枕と夢<24>
体力の消耗から気弱になっている琥珀の目には涙が滲んでいた。
「馬鹿だねぇ、琥珀。あんたは充分人間だよ。恥ずかしいけど、私ね、寝る前に琥珀が言っていた『人間は夢をどんどん小さくしている』って話ね、あんなことを今まで考えてなかったよ。
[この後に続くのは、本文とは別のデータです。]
pub fn set_order_credit_note(
    conn: &Connection,
    order_id: &str,
    credit_note_id: &str,
    credit_note_number: &str,
) -> Result<bool> {
    UpdateBuilder::new("orders", order_id)
        .with_updated_at()
        .set("credit_note_id", credit_note_id.to_string())
        .set("credit_note_number", credit_note_number.to_string())
        .execute(conn)
}

pub fn mark_order_refunded(conn: &Connection, order_id: &str, refunded_at: i64) -> Result<bool> {
    UpdateBuilder::new("orders", order_id)
        .with_updated_at()
        .set("status", OrderStatus::Refunded.as_str().to_string())
        .set("payment_status", PaymentStatus::Refunded.as_str().to_string())
        .set("refunded_at", refunded_at)
        .execute(conn)
}

// ============ Referral codes ============

pub fn get_referral_code_by_customer(
    conn: &Connection,
    customer_id: &str,
) -> Result<Option<ReferralCode>> {
    query_one(
        conn,
        &format!(
            "SELECT {} FROM referral_codes WHERE customer_id = ?1",
            REFERRAL_CODE_COLS
        ),
        &[&customer_id],
    )
}

pub fn get_referral_code_by_code(conn: &Connection, code: &str) -> Result<Option<ReferralCode>> {
    query_one(
        conn,
        &format!(
            "SELECT {} FROM referral_codes WHERE code = ?1",
            REFERRAL_CODE_COLS
        ),
        &[&code],
    )
}

fn create_referral_code(
    conn: &Connection,
    customer_id: &str,
    code: &str,
) -> std::result::Result<ReferralCode, rusqlite::Error> {
    let id = gen_id();
    let now = now();
    conn.execute(
        "INSERT INTO referral_codes (id, customer_id, code, active, usage_count, created_at)
         VALUES (?1, ?2, ?3, 1, 0, ?4)",
        params![&id, customer_id, code, now],
    )?;
    Ok(ReferralCode {
        id,
        customer_id: customer_id.to_string(),
        code: code.to_string(),
        active: true,
        usage_count: 0,
        created_at: now,
    })
}

/// Return the customer's referral code, generating one if missing.
///
/// Candidate codes are checked for uniqueness before insert; the UNIQUE
/// constraint still backstops the lost race, in which case the loop retries
/// (code collision) or re-reads (another delivery created the customer's
/// code first).
pub fn ensure_referral_code(
    conn: &Connection,
    customer_id: &str,
    rng: &dyn RandomSource,
) -> Result<ReferralCode> {
    if let Some(code) = get_referral_code_by_customer(conn, customer_id)? {
        return Ok(code);
    }

    for _ in 0..5 {
        let candidate = format!("ML-{}", rng.base36(6));
        if get_referral_code_by_code(conn, &candidate)?.is_some() {
            continue;
        }
        match create_referral_code(conn, customer_id, &candidate) {
            Ok(code) => return Ok(code),
            Err(e) if is_unique_violation(&e) => {
                if let Some(code) = get_referral_code_by_customer(conn, customer_id)? {
                    return Ok(code);
                }
                // code string collided with a concurrent insert; try another
            }
            Err(e) => return Err(e.into()),
        }
    }

    Err(AppError::Internal(
        "could not generate a unique referral code".into(),
    ))
}

pub fn increment_referral_code_usage(conn: &Connection, code_id: &str) -> Result<bool> {
    let affected = conn.execute(
        "UPDATE referral_codes SET usage_count = usage_count + 1 WHERE id = ?1",
        params![code_id],
    )?;
    Ok(affected > 0)
}

// ============ Referrals ============

pub fn get_referral_by_id(conn: &Connection, id: &str) -> Result<Option<Referral>> {
    query_one(
        conn,
        &format!("SELECT {} FROM referrals WHERE id = ?1", REFERRAL_COLS),
        &[&id],
    )
}

pub fn get_referral_by_referred_email(conn: &Connection, email: &str) -> Result<Option<Referral>> {
    let email = email.trim().to_lowercase();
    query_one(
        conn,
        &format!(
            "SELECT {} FROM referrals WHERE referred_email = ?1",
            REFERRAL_COLS
        ),
        &[&email],
    )
}

pub fn create_referral(conn: &Connection, input: &CreateReferral) -> Result<Referral> {
    let id = gen_id();
    let now = now();
    let email = input.referred_email.trim().to_lowercase();
    conn.execute(
        "INSERT INTO referrals (id, referral_code_id, referrer_id, referred_customer_id, referred_email, status, order_id, created_at)
         VALUES (?1, ?2, ?3, ?4, ?5, ?6, ?7, ?8)",
        params![
            &id,
            &input.referral_code_id,
            &input.referrer_id,
            &input.referred_customer_id,
            &email,
            ReferralStatus::Qualified.as_str(),
            &input.order_id,
            now
        ],
    )?;
    Ok(Referral {
        id,
        referral_code_id: input.referral_code_id.clone(),
        referrer_id: input.referrer_id.clone(),
        referred_customer_id: input.referred_customer_id.clone(),
        referred_email: email,
        status: ReferralStatus::Qualified,
        order_id: input.order_id.clone(),
        reward_id: None,
        created_at: now,
    })
}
私って本物の人間だよ。その私が考えていないことを、琥珀は考えて悩んでいるんだよ。人間って、いっぱい種類があるんだ。考え方の種類がね。だから、こうならないと人間じゃない、なんて悩む必要はないんだよ。琥珀は、もう立派な人間だし、女性だよ。悩む事はないよ、今のままで」
琥珀は、冴子の言葉を子守唄のように聞いていた。
「琥珀、私ね。ここへ来たのは、自分の将来に迷ったからなんだ。何か見つけられるかって思ってさ。自分は何になりたいのか、将来はどうなっているのだろうってね。でも、琥珀が一所懸命に人間になろうって思いつめて、努力しているのを見て、私の悩みなんか小さいなって思ったんだ。
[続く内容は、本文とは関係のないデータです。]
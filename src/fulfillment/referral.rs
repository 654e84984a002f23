//! Referral recording, reward issuing and the anti-abuse rules.
//!
//! The abuse rules are a pure function over the referrer's history so they
//! can be tested with synthetic data. Recording and reward issuing wrap them
//! with the database reads/writes.

use rusqlite::Connection;

use crate::db::queries;
use crate::error::Result;
use crate::models::{
    CreateReferral, CreateReward, Customer, Product, ProductVariant, ReferredOrderOutcome,
    HOUSE_BRAND,
};
use crate::order_number::RandomSource;

const SECONDS_PER_DAY: i64 = 86400;

/// A referrer needs at least this many referrals before the refund rules
/// apply; below it, new referrers get the benefit of the doubt.
const MIN_REFERRALS_FOR_REVIEW: usize = 3;

/// Window for the refund-recency rule.
const RECENT_REFUND_WINDOW_SECS: i64 = 30 * SECONDS_PER_DAY;

/// Refunds inside the window that trip the recency rule.
const RECENT_REFUND_LIMIT: usize = 2;

/// Rewards expire one year after they are granted.
const REWARD_VALIDITY_SECS: i64 = 365 * SECONDS_PER_DAY;

/// Administrative referral flags of a referrer.
#[derive(Debug, Clone, Default)]
pub struct ReferrerFlags {
    pub trusted: bool,
    pub suspended: bool,
    pub notes: Option<String>,
}

/// Everything the abuse rules look at. `flags` is None when the referrer
/// account does not exist (itself a suspicious condition).
#[derive(Debug, Clone, Default)]
pub struct ReferrerHistory {
    pub flags: Option<ReferrerFlags>,
    pub orders: Vec<ReferredOrderOutcome>,
}

/// Decision of the abuse rules, with a human-readable reason for the admin
/// review queue.
#[derive(Debug, Clone)]
pub struct AbuseVerdict {
    pub suspicious: bool,
    pub reason: String,
}

impl AbuseVerdict {
    fn suspicious(reason: impl Into<String>) -> Self {
        Self {
            suspicious: true,
            reason: reason.into(),
        }
    }

    fn clear(reason: impl Into<String>) -> Self {
        Self {
            suspicious: false,
            reason: reason.into(),
        }
    }
}

/// Evaluate a referrer's history against the abuse rules.
///
/// Rules are checked in order, first match wins:
/// 1. unknown referrer account
/// 2. admin `trusted` flag bypasses everything
/// 3. admin `suspended` flag always flags
/// 4. fewer than 3 referrals on record: insufficient history
/// 5. refund rate across all referred orders at 50% or above
/// 6. two or more referred orders refunded in the trailing 30 days
pub fn evaluate_referrer(history: &ReferrerHistory, now: i64) -> AbuseVerdict {
    let Some(flags) = &history.flags else {
        return AbuseVerdict::suspicious("referrer account not found");
    };

    if flags.trusted {
        return AbuseVerdict::clear("referrer is marked trusted");
    }

    if flags.suspended {
        return match flags.notes.as_deref().map(str::trim).filter(|n| !n.is_empty()) {
            Some(notes) => {
                AbuseVerdict::suspicious(format!("referrer is suspended: {}", notes))
            }
            None => AbuseVerdict::suspicious("referrer is suspended"),
        };
    }

    let total = history.orders.len();
    if total < MIN_REFERRALS_FOR_REVIEW {
        return AbuseVerdict::clear(format!("only {} referral(s) on record", total));
    }

    let refunded = history.orders.iter().filter(|o| o.refunded).count();
    if refunded * 2 >= total {
        return AbuseVerdict::suspicious(format!(
            "{}/{} of referred orders were refunded",
            refunded, total
        ));
    }

    let window_start = now - RECENT_REFUND_WINDOW_SECS;
    let recent = history
        .orders
        .iter()
        .filter(|o| o.refunded && o.refunded_at.is_some_and(|at| at >= window_start))
        .count();
    if recent >= RECENT_REFUND_LIMIT {
        return AbuseVerdict::suspicious(format!(
            "{} referred orders refunded in the last 30 days",
            recent
        ));
    }

    AbuseVerdict::clear("no abuse pattern")
}

/// Assemble the abuse-rule input for a referrer from the database.
pub fn load_referrer_history(conn: &Connection, referrer_id: &str) -> Result<ReferrerHistory> {
    let flags = queries::get_customer_by_id(conn, referrer_id)?.map(|c| ReferrerFlags {
        trusted: c.referral_trusted,
        suspended: c.referral_suspended,
        notes: c.referral_notes,
    });

    let orders = if flags.is_some() {
        queries::referrer_order_outcomes(conn, referrer_id)?
    } else {
        Vec::new()
    };

    Ok(ReferrerHistory { flags, orders })
}

/// Outcome of processing a referral-code use.
#[derive(Debug)]
pub enum ReferralOutcome {
    /// Referral recorded and a pending reward granted.
    Rewarded {
        referral_id: String,
        reward_id: String,
    },
    /// Referral recorded (usage counted, the referred customer's discount
    /// stands) but no reward was granted.
    RecordedWithoutReward {
        referral_id: String,
        reason: String,
    },
    /// Nothing recorded.
    Skipped { reason: String },
}

/// Record a referral-code use on a qualifying order and grant the referrer
/// a reward if eligible.
pub fn process_referral(
    conn: &Connection,
    rng: &dyn RandomSource,
    code: &str,
    referred_customer: &Customer,
    order_id: &str,
    now: i64,
) -> Result<ReferralOutcome> {
    let Some(referral_code) = queries::get_referral_code_by_code(conn, code)? else {
        return Ok(ReferralOutcome::Skipped {
            reason: format!("referral code '{}' not found", code),
        });
    };

    if !referral_code.active {
        return Ok(ReferralOutcome::Skipped {
            reason: format!("referral code '{}' is inactive", code),
        });
    }

    if referral_code.customer_id == referred_customer.id {
        return Ok(ReferralOutcome::Skipped {
            reason: "self-referral".to_string(),
        });
    }

    // One referral bonus per referred identity, ever, across all codes.
    if queries::get_referral_by_referred_email(conn, &referred_customer.email)?.is_some() {
        return Ok(ReferralOutcome::Skipped {
            reason: format!("email {} was already referred", referred_customer.email),
        });
    }

    let history = load_referrer_history(conn, &referral_code.customer_id)?;
    let verdict = evaluate_referrer(&history, now);

    // The referral itself is recorded either way: the referred customer's
    // discount was already applied at the payment layer, and usage tracking
    // must stay accurate. Only the referrer's reward is conditional.
    let referral = queries::create_referral(
        conn,
        &CreateReferral {
            referral_code_id: referral_code.id.clone(),
            referrer_id: referral_code.customer_id.clone(),
            referred_customer_id: referred_customer.id.clone(),
            referred_email: referred_customer.email.clone(),
            order_id: Some(order_id.to_string()),
        },
    )?;
    queries::increment_referral_code_usage(conn, &referral_code.id)?;

    if verdict.suspicious {
        tracing::warn!(
            "Referral reward withheld for referrer {}: {}",
            referral_code.customer_id,
            verdict.reason
        );
        return Ok(ReferralOutcome::RecordedWithoutReward {
            referral_id: referral.id,
            reason: verdict.reason,
        });
    }

    let Some((product, variant)) = pick_reward_product(conn, rng)? else {
        tracing::warn!(
            "No active product with a variant available for referral reward, referral {} stays qualified",
            referral.id
        );
        return Ok(ReferralOutcome::RecordedWithoutReward {
            referral_id: referral.id,
            reason: "no reward product available".to_string(),
        });
    };

    let reward = queries::create_reward(
        conn,
        &CreateReward {
            customer_id: referral_code.customer_id.clone(),
            referral_id: referral.id.clone(),
            product_id: product.id.clone(),
            variant_id: variant.id.clone(),
            product_name: product.name.clone(),
            variant_name: variant.name.clone(),
            expires_at: now + REWARD_VALIDITY_SECS,
        },
    )?;
    queries::set_referral_rewarded(conn, &referral.id, &reward.id)?;

    tracing::info!(
        "Referral reward granted: referrer={}, reward={}, product='{}'",
        referral_code.customer_id,
        reward.id,
        product.name
    );

    Ok(ReferralOutcome::Rewarded {
        referral_id: referral.id,
        reward_id: reward.id,
    })
}

/// Pick a reward product: a random active house-brand product, falling back
/// to any active product. Products without variants cannot be granted and
/// are skipped.
fn pick_reward_product(
    conn: &Connection,
    rng: &dyn RandomSource,
) -> Result<Option<(Product, ProductVariant)>> {
    let house = queries::list_active_products_by_brand(conn, HOUSE_BRAND)?;
    if let Some(found) = pick_from_pool(conn, rng, house)? {
        return Ok(Some(found));
    }
    let any = queries::list_active_products(conn)?;
    pick_from_pool(conn, rng, any)
}

fn pick_from_pool(
    conn: &Connection,
    rng: &dyn RandomSource,
    mut pool: Vec<Product>,
) -> Result<Option<(Product, ProductVariant)>> {
    while !pool.is_empty() {
        let idx = rng.pick_index(pool.len());
        let product = pool.swap_remove(idx);
        let mut variants = queries::list_variants_for_product(conn, &product.id)?;
        if !variants.is_empty() {
            return Ok(Some((product, variants.remove(0))));
        }
    }
    Ok(None)
}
だってさ、人間になろうなんて、琥珀の悩みは大きいけど、私なんか何をしたいかなんだよ。小さいよ。琥珀には悪いけど、人間の私は、人間になろうなんて、どんな人間になろうかでさえ、考えたこともないんだ。悩みの大きさ、深さが全く違うよね。私の方こそ、情けないよ」
「冴子様、有難うございます。少し人間に近づいた気がします」
「あらっ、そう?よかったよかった。とにかく、琥珀は人間なんだよ、既にね」
晴茂が里美を抱いて部屋に現れた。里美を布団の上に寝かせると、晴茂は言った。
「二人とも、無事か?」
「私は大丈夫だけど、里美は?」
「里美さんは気を失っているだけだ。無傷だ」
「ああ、よかった。晴茂、琥珀が弱ってるよ」
琥珀は、晴茂の顔をぼんやりと見ていた。今まで冴子を守らねばと気を張っていたのだが、晴茂の顔を見た途端に気力が落ちてゆくのを自分でも感じていた。
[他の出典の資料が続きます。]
use std::env;

#[derive(Debug, Clone)]
pub struct Config {
    pub host: String,
    pub port: u16,
    pub database_path: String,
    pub base_url: String,
    /// Stripe secret key (sk_xxx) for API calls (line-item expansion).
    pub stripe_secret_key: String,
    /// Stripe webhook signing secret (whsec_xxx).
    pub stripe_webhook_secret: String,
    /// Lexoffice API key for invoice/credit-note generation.
    pub lexoffice_api_key: Option<String>,
    /// Resend API key for transactional email.
    pub resend_api_key: Option<String>,
    /// From address for customer-facing email.
    pub email_from: String,
    /// Address that receives internal order notifications.
    pub internal_notification_email: Option<String>,
    pub dev_mode: bool,
}

impl Config {
    pub fn from_env() -> Self {
        dotenvy::dotenv().ok();

        let dev_mode = env::var("MOKKALAB_ENV")
            .map(|v| v == "dev" || v == "development")
            .unwrap_or(false);

        let host = env::var("HOST").unwrap_or_else(|_| "127.0.0.1".to_string());
        let port: u16 = env::var("PORT")
            .ok()
            .and_then(|p| p.parse().ok())
            .unwrap_or(3000);

        let base_url =
            env::var("BASE_URL").unwrap_or_else(|_| format!("http://{}:{}", host, port));

        Self {
            host,
            port,
            database_path: env::var("DATABASE_PATH")
                .unwrap_or_else(|_| "mokkalab.db".to_string()),
            base_url,
            stripe_secret_key: env::var("STRIPE_SECRET_KEY").unwrap_or_default(),
            stripe_webhook_secret: env::var("STRIPE_WEBHOOK_SECRET").unwrap_or_default(),
            lexoffice_api_key: env::var("LEXOFFICE_API_KEY").ok(),
            resend_api_key: env::var("RESEND_API_KEY").ok(),
            email_from: env::var("EMAIL_FROM")
                .unwrap_or_else(|_| "bestellung@mokkalab.de".to_string()),
            internal_notification_email: env::var("INTERNAL_NOTIFICATION_EMAIL").ok(),
            dev_mode,
        }
    }

    pub fn addr(&self) -> String {
        format!("{}:{}", self.host, self.port)
    }
}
近づいて来る晴茂の顔を見ながら、琥珀は必死で微笑んだ。そして、気を失っていった。晴茂は、琥珀を抱きかかえ布団に寝かせた。気を失った琥珀を見て、冴子も心配そうに覗き込んだ。
「琥珀、大丈夫?」
「ああ、経立のすごい腕力を喰らったのだから、消耗している」
晴茂は、手をかざし、琥珀の頭から胸、腹、手足と様子を探った。
「琥珀石は壊れていない。気力が回復すれば問題ないよ」
晴茂は、琥珀と里美に回復の呪文を投げた。
「冴ちゃん、もうすぐ夜明けだけど、少しでも眠ったら。ずっと起きてたんだろう。琥珀と里美さんは、朝になったら目が覚めて回復しているはずだ。琥珀は、念のために、二人の警護に付けておくからね」
「ありがとう、晴茂」
「僕は、もう少し様子を見ておかないといけないから、行くね」
「うん」と冴子は頷いた。そして、続けて言った。
「晴茂、琥珀はすっかり人間だよ。それに、女性だよ。あまり強く言っちゃあ駄目だよ」
「うん、分かってるさ」
晴茂は、枕返しが待つ小屋に来た。事の仔細を枕返しに伝えた。枕返しの妹はすっかり元気を取り戻していた。晴茂は、天空が戻って経立の消息が分かるまで、もう少しこの小屋で待つように言った。小屋を出ると、すでに明るくなっていた。晴茂は、森を眺めながら、天空と一緒に経立の消息を探らねばと考えていた。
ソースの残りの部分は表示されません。